- _Record extracts_:
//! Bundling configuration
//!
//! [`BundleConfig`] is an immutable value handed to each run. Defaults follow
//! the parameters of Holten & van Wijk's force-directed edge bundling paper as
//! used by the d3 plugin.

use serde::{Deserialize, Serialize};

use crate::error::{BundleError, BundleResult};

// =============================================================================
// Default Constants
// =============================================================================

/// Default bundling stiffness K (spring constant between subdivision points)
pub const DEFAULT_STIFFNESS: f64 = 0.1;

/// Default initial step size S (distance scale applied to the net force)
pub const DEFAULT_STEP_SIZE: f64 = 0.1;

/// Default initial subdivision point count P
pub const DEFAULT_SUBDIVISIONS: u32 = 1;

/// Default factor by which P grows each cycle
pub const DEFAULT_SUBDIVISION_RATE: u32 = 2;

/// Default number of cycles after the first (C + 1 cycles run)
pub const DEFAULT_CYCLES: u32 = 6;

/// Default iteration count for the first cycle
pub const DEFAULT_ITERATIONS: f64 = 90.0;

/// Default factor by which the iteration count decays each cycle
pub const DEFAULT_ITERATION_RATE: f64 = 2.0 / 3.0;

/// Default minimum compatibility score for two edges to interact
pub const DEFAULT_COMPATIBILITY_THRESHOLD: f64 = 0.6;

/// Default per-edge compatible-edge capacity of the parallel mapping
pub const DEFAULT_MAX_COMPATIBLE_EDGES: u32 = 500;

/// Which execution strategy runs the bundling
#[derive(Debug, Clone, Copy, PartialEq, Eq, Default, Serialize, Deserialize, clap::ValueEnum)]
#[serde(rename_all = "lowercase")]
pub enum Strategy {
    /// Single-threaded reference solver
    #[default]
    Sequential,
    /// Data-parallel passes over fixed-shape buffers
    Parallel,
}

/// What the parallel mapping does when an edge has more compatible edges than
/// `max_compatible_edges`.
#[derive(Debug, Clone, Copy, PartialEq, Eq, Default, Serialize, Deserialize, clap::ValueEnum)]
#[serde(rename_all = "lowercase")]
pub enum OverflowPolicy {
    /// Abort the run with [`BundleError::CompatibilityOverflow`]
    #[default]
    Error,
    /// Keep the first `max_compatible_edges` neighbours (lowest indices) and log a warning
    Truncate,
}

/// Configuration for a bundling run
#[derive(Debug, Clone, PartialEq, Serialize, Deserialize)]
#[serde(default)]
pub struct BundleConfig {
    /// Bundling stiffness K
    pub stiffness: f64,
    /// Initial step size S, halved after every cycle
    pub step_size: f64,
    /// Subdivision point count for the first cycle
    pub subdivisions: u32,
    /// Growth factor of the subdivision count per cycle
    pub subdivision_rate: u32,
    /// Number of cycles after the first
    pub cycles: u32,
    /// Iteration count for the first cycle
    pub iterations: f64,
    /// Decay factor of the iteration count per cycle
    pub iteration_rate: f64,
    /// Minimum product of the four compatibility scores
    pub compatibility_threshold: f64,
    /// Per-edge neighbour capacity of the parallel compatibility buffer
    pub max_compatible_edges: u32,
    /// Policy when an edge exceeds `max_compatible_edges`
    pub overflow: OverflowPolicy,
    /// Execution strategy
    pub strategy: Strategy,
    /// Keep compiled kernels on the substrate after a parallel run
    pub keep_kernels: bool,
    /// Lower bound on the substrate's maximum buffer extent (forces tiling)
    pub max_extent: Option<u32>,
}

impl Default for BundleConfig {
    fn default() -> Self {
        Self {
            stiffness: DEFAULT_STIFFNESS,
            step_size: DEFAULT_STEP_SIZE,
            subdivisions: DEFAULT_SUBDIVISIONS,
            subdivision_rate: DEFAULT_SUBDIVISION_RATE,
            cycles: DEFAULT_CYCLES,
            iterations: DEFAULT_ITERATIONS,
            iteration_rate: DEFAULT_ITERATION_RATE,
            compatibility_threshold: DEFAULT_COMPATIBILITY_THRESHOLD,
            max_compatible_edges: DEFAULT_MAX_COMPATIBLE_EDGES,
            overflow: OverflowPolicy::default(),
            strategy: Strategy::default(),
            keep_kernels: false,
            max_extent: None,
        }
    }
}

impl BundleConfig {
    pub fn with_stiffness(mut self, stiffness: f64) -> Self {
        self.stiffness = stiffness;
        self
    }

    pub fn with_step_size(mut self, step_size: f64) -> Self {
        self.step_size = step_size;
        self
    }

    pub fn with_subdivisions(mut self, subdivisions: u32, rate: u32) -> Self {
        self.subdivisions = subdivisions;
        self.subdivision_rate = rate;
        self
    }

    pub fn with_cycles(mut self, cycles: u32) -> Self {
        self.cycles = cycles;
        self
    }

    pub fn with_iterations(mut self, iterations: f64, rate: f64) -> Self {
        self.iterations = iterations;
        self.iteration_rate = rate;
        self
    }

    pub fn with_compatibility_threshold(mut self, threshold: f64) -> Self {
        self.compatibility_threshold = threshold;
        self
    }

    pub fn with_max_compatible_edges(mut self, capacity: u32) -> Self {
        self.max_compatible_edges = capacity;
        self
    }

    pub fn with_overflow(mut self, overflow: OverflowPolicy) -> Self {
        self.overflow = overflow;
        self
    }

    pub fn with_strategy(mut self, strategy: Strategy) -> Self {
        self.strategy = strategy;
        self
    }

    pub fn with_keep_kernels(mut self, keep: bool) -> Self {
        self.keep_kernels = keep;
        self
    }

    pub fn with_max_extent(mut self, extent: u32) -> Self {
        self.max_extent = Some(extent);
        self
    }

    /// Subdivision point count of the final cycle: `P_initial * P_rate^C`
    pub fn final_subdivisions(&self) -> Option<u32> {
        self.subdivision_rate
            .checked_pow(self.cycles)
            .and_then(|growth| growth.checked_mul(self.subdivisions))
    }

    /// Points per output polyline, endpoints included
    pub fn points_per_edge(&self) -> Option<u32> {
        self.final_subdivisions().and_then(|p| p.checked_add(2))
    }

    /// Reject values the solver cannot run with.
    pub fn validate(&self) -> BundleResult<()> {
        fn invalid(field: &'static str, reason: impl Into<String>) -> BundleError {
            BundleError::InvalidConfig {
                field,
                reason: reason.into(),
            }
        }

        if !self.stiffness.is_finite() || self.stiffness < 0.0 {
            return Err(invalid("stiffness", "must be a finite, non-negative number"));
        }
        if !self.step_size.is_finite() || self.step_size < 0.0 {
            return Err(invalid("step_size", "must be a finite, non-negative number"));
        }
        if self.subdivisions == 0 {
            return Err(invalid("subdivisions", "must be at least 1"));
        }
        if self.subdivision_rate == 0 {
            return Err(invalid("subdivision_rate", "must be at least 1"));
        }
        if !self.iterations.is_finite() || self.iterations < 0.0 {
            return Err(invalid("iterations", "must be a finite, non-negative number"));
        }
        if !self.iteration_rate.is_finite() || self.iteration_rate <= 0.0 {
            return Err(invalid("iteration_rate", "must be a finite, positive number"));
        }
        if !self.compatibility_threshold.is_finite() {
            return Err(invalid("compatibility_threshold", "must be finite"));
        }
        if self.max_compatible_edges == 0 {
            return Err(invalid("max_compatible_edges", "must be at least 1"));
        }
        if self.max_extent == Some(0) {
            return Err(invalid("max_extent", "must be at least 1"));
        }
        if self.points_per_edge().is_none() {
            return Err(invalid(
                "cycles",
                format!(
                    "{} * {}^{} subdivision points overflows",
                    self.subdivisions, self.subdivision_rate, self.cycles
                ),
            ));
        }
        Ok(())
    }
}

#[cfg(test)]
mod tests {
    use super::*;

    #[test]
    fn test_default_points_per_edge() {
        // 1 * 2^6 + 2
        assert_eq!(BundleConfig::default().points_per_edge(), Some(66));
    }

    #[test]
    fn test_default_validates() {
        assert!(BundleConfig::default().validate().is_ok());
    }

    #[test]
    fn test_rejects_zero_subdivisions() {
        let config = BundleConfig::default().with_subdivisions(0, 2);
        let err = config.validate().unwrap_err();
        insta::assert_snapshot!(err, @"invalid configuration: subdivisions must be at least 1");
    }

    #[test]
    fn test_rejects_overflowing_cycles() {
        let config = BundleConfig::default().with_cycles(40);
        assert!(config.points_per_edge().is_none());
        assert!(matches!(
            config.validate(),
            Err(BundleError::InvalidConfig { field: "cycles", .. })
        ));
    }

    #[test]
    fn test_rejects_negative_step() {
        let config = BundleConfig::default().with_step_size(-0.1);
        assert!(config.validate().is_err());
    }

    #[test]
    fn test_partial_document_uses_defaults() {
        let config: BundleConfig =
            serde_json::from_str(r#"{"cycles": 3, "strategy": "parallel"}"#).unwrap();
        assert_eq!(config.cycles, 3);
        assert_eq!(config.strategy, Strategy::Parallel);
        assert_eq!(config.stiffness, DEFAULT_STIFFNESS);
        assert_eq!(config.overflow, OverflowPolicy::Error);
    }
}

* * *

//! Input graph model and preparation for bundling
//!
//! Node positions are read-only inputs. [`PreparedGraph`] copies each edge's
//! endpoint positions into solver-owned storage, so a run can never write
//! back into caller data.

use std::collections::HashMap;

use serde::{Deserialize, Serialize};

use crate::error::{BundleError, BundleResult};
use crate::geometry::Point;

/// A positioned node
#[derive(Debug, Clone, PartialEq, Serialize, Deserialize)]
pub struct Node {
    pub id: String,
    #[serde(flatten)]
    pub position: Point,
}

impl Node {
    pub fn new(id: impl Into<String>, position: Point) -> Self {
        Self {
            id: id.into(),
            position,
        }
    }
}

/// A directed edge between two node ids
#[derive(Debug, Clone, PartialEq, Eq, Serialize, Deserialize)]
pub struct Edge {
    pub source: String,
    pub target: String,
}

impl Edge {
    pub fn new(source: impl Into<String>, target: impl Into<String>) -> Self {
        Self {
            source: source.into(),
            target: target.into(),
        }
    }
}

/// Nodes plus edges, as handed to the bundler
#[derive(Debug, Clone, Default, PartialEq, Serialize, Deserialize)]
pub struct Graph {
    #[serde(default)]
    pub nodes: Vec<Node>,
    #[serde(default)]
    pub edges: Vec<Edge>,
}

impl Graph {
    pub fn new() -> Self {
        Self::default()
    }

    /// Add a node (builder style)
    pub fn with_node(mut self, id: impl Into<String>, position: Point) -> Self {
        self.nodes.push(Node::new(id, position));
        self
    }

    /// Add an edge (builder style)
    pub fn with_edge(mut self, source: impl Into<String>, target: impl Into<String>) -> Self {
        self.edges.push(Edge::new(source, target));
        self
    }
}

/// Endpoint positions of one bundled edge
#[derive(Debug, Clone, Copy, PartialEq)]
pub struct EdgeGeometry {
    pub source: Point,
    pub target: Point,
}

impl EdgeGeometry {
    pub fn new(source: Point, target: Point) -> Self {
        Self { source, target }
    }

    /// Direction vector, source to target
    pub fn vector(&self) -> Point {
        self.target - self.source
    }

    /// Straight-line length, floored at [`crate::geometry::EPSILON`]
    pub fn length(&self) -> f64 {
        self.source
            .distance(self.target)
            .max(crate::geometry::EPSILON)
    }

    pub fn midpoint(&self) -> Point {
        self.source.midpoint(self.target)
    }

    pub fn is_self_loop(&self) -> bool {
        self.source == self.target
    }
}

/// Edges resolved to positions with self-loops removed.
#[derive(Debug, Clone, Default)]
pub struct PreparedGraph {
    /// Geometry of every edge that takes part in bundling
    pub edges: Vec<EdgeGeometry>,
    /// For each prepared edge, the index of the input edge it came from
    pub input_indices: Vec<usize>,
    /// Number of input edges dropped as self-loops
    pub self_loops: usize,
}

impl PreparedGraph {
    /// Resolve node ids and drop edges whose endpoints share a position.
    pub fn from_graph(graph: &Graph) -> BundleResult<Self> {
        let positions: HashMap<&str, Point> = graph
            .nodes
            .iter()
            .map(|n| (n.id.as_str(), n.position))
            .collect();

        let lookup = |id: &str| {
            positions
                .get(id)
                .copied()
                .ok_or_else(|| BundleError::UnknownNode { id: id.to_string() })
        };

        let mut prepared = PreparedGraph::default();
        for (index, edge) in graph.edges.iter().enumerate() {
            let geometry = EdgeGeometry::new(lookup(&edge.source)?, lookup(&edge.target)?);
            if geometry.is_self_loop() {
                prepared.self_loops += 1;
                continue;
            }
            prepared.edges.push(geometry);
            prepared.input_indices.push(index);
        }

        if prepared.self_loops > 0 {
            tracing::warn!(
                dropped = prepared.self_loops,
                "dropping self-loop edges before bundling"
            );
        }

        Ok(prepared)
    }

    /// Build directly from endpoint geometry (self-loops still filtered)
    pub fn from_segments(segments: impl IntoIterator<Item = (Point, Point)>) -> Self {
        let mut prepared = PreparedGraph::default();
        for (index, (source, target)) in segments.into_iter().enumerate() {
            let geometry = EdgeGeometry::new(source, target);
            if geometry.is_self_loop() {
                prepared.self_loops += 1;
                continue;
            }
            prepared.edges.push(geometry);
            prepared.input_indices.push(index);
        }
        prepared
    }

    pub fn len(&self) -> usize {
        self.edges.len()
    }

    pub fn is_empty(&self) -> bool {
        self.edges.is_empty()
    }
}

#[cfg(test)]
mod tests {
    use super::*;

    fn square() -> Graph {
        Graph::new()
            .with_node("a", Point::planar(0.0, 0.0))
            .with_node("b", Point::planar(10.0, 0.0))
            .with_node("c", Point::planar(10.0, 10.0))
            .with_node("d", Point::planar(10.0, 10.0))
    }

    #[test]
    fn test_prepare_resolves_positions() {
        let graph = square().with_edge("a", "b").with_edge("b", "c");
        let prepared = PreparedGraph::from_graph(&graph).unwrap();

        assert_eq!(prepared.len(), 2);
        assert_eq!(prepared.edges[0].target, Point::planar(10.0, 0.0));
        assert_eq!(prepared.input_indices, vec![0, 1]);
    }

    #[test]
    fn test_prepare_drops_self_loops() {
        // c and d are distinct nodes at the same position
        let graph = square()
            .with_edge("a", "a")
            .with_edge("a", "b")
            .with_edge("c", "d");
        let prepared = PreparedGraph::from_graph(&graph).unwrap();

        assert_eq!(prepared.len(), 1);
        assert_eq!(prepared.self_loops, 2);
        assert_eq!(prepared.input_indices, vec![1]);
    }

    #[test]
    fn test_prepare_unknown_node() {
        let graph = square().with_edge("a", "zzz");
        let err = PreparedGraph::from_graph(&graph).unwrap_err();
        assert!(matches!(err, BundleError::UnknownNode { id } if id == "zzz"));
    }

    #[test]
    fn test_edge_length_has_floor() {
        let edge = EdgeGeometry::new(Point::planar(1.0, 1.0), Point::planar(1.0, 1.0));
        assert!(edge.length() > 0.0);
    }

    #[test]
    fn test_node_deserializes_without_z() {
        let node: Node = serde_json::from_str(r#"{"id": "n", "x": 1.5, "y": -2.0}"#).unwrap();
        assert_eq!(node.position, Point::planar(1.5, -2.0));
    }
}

- _Activity_: Copy out each line of the listing that holds "UnknownNode".

- _Task result_:
                .ok_or_else(|| BundleError::UnknownNode { id: id.to_string() })
        assert!(matches!(err, BundleError::UnknownNode { id } if id == "zzz"));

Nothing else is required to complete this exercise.